--- Records for the task Enclosed Below ---
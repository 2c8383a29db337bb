use super::*;
use crate::nodes::input::tracking::TrackingRegistry;
use momentum_animation::{Easing, TransitionAnimator};
use momentum_ui_graphics::Size;

struct TestSurface {
    content: Size,
    viewport: Size,
    animator: TransitionAnimator,
}

impl ScrollSurface for TestSurface {
    fn content_size(&self) -> Size {
        self.content
    }

    fn viewport_size(&self) -> Size {
        self.viewport
    }

    fn rendered_offset(&self) -> Point {
        self.animator.rendered_offset()
    }
}

fn driver(
    initial: Point,
) -> (
    ScrollDriver<TestSurface, TransitionAnimator>,
    Rc<TrackingRegistry>,
) {
    let animator = TransitionAnimator::with_easing(initial, Easing::Linear);
    let surface = TestSurface {
        content: Size::new(2000.0, 300.0),
        viewport: Size::new(500.0, 300.0),
        animator: animator.clone(),
    };
    let registry = Rc::new(TrackingRegistry::new());
    let driver = ScrollDriver::new(
        surface,
        animator,
        registry.clone(),
        ScrollConfig::default(),
    )
    .expect("default config is valid");
    (driver, registry)
}

fn point(x: f32, y: f32) -> Point {
    Point::new(x, y)
}

/// Presses at x=100, moves to 110 then 140, releases 16ms after the last
/// move: a (30, 0) diff that overshoots max from an offset of -300.
fn flick_past_max(driver: &mut ScrollDriver<TestSurface, TransitionAnimator>) {
    driver.dispatch(&PointerEvent::down(point(100.0, 50.0), 0.0));
    driver.dispatch(&PointerEvent::moved(point(110.0, 50.0), 84.0));
    driver.dispatch(&PointerEvent::moved(point(140.0, 50.0), 100.0));
    driver.dispatch(&PointerEvent::up(point(140.0, 50.0), 116.0));
}

#[test]
fn tracking_lives_for_the_gesture_only() {
    let (mut driver, registry) = driver(Point::ZERO);

    let early = PointerEvent::moved(point(10.0, 10.0), 0.0);
    assert_eq!(driver.dispatch(&early), None);
    assert!(!early.is_consumed());
    assert!(!registry.is_attached());

    driver.dispatch(&PointerEvent::down(point(100.0, 50.0), 10.0));
    assert!(registry.is_attached());
    assert!(driver.is_tracking());

    let outcome = driver.dispatch(&PointerEvent::up(point(100.0, 50.0), 20.0));
    assert!(matches!(outcome, Some(GestureOutcome::Tap { .. })));
    assert!(!registry.is_attached());
    assert_eq!(registry.attach_count(), 1);
    assert_eq!(registry.detach_count(), 1);

    let late = PointerEvent::up(point(100.0, 50.0), 30.0);
    assert_eq!(driver.dispatch(&late), None);
}

#[test]
fn moves_are_consumed_and_rendered_immediately() {
    let (mut driver, _registry) = driver(Point::ZERO);
    let down = PointerEvent::down(point(300.0, 50.0), 0.0);
    driver.dispatch(&down);
    assert!(!down.is_consumed());

    let moved = PointerEvent::moved(point(220.0, 80.0), 16.0);
    driver.dispatch(&moved);
    assert!(moved.is_consumed());
    assert_eq!(driver.offset(), point(-80.0, 0.0));
    assert_eq!(driver.animator().rendered_offset(), point(-80.0, 0.0));
    assert!(!driver.animator().is_running());
}

#[test]
fn untracked_pointer_move_is_not_consumed() {
    let (mut driver, _registry) = driver(Point::ZERO);
    driver.dispatch(&PointerEvent::down(point(300.0, 50.0), 0.0));

    let stray = PointerEvent::moved(point(100.0, 50.0), 16.0).with_id(4);
    driver.dispatch(&stray);
    assert!(!stray.is_consumed());
    assert_eq!(driver.offset(), Point::ZERO);
}

#[test]
fn overshooting_flick_snaps_back_after_momentum_ends() {
    let (mut driver, registry) = driver(point(-300.0, 0.0));
    flick_past_max(&mut driver);

    assert!(!registry.is_attached());
    assert_eq!(driver.phase(), GesturePhase::Releasing);
    assert_eq!(driver.animator().target(), point(100.0, 0.0));
    assert!((driver.animator().transition_duration() - 1.248).abs() < 1e-4);

    let animator = driver.animator().clone();
    animator.advance(0);
    animator.advance(600_000_000);
    assert_eq!(driver.phase(), GesturePhase::Releasing);

    // Momentum ends; the snap-back is issued from the completion callback.
    assert!(animator.advance(1_500_000_000));
    assert_eq!(driver.phase(), GesturePhase::Idle);
    assert_eq!(animator.target(), Point::ZERO);
    assert!((animator.transition_duration() - 0.3).abs() < 1e-6);
    assert_eq!(animator.rendered_offset(), point(100.0, 0.0));

    animator.advance(1_600_000_000);
    assert!(animator.advance(2_000_000_000));
    assert_eq!(animator.rendered_offset(), Point::ZERO);
    assert!(driver.is_at_rest());
    assert!(!animator.is_running());
}

#[test]
fn press_during_momentum_catches_the_surface() {
    let (mut driver, registry) = driver(point(-300.0, 0.0));
    flick_past_max(&mut driver);

    let animator = driver.animator().clone();
    animator.advance(0);
    animator.advance(500_000_000);
    let caught = animator.rendered_offset();
    assert!(caught.x > -260.0 && caught.x < 0.0, "caught at {:?}", caught);

    driver.dispatch(&PointerEvent::down(point(200.0, 50.0), 700.0));
    assert_eq!(driver.offset(), caught);
    assert!(!animator.is_running());
    assert_eq!(registry.attach_count(), 2);

    driver.dispatch(&PointerEvent::up(point(200.0, 50.0), 720.0));
    animator.advance(5_000_000_000);
    assert_eq!(animator.rendered_offset(), caught);
    assert_eq!(driver.phase(), GesturePhase::Idle);
}

#[test]
fn cancel_releases_tracking_in_place() {
    let (mut driver, registry) = driver(Point::ZERO);
    driver.dispatch(&PointerEvent::down(point(300.0, 50.0), 0.0));
    driver.dispatch(&PointerEvent::moved(point(250.0, 50.0), 16.0));

    let outcome = driver.dispatch(&PointerEvent::cancel(20.0).with_id(3));
    assert_eq!(outcome, Some(GestureOutcome::Cancelled));
    assert!(!registry.is_attached());
    assert_eq!(driver.offset(), point(-50.0, 0.0));
    assert_eq!(driver.animator().rendered_offset(), point(-50.0, 0.0));
}

#[test]
fn dropping_the_driver_detaches_tracking() {
    let (mut driver, registry) = driver(Point::ZERO);
    driver.dispatch(&PointerEvent::down(point(300.0, 50.0), 0.0));
    assert!(registry.is_attached());

    drop(driver);
    assert!(!registry.is_attached());
    assert_eq!(registry.detach_count(), 1);
}

#[test]
fn completion_after_driver_drop_is_harmless() {
    let (mut driver, _registry) = driver(point(-300.0, 0.0));
    flick_past_max(&mut driver);
    let animator = driver.animator().clone();
    drop(driver);

    animator.advance(0);
    assert!(animator.advance(2_000_000_000));
    assert_eq!(animator.rendered_offset(), point(100.0, 0.0));
    assert!(!animator.is_running());
}

#[test]
fn invalid_config_is_rejected() {
    let animator = TransitionAnimator::new(Point::ZERO);
    let surface = TestSurface {
        content: Size::new(100.0, 100.0),
        viewport: Size::new(100.0, 100.0),
        animator: animator.clone(),
    };
    let result = ScrollDriver::new(
        surface,
        animator,
        Rc::new(TrackingRegistry::new()),
        ScrollConfig::default().with_snap_back_duration(0.0),
    );
    assert!(result.is_err());
}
--- End of Enclosed Records for the task ---
Work required -
Reproduce exactly the section above that begins at the line containing "assert!(moved.is_consumed());" and ends at the line containing "assert!((animator.transition_duration() - 0.3).abs()", leaving out all other lines.

Finished exercise -
    assert!(moved.is_consumed());
    assert_eq!(driver.offset(), point(-80.0, 0.0));
    assert_eq!(driver.animator().rendered_offset(), point(-80.0, 0.0));
    assert!(!driver.animator().is_running());
}

#[test]
fn untracked_pointer_move_is_not_consumed() {
    let (mut driver, _registry) = driver(Point::ZERO);
    driver.dispatch(&PointerEvent::down(point(300.0, 50.0), 0.0));

    let stray = PointerEvent::moved(point(100.0, 50.0), 16.0).with_id(4);
    driver.dispatch(&stray);
    assert!(!stray.is_consumed());
    assert_eq!(driver.offset(), Point::ZERO);
}

#[test]
fn overshooting_flick_snaps_back_after_momentum_ends() {
    let (mut driver, registry) = driver(point(-300.0, 0.0));
    flick_past_max(&mut driver);

    assert!(!registry.is_attached());
    assert_eq!(driver.phase(), GesturePhase::Releasing);
    assert_eq!(driver.animator().target(), point(100.0, 0.0));
    assert!((driver.animator().transition_duration() - 1.248).abs() < 1e-4);

    let animator = driver.animator().clone();
    animator.advance(0);
    animator.advance(600_000_000);
    assert_eq!(driver.phase(), GesturePhase::Releasing);

    // Momentum ends; the snap-back is issued from the completion callback.
    assert!(animator.advance(1_500_000_000));
    assert_eq!(driver.phase(), GesturePhase::Idle);
    assert_eq!(animator.target(), Point::ZERO);
    assert!((animator.transition_duration() - 0.3).abs() < 1e-6);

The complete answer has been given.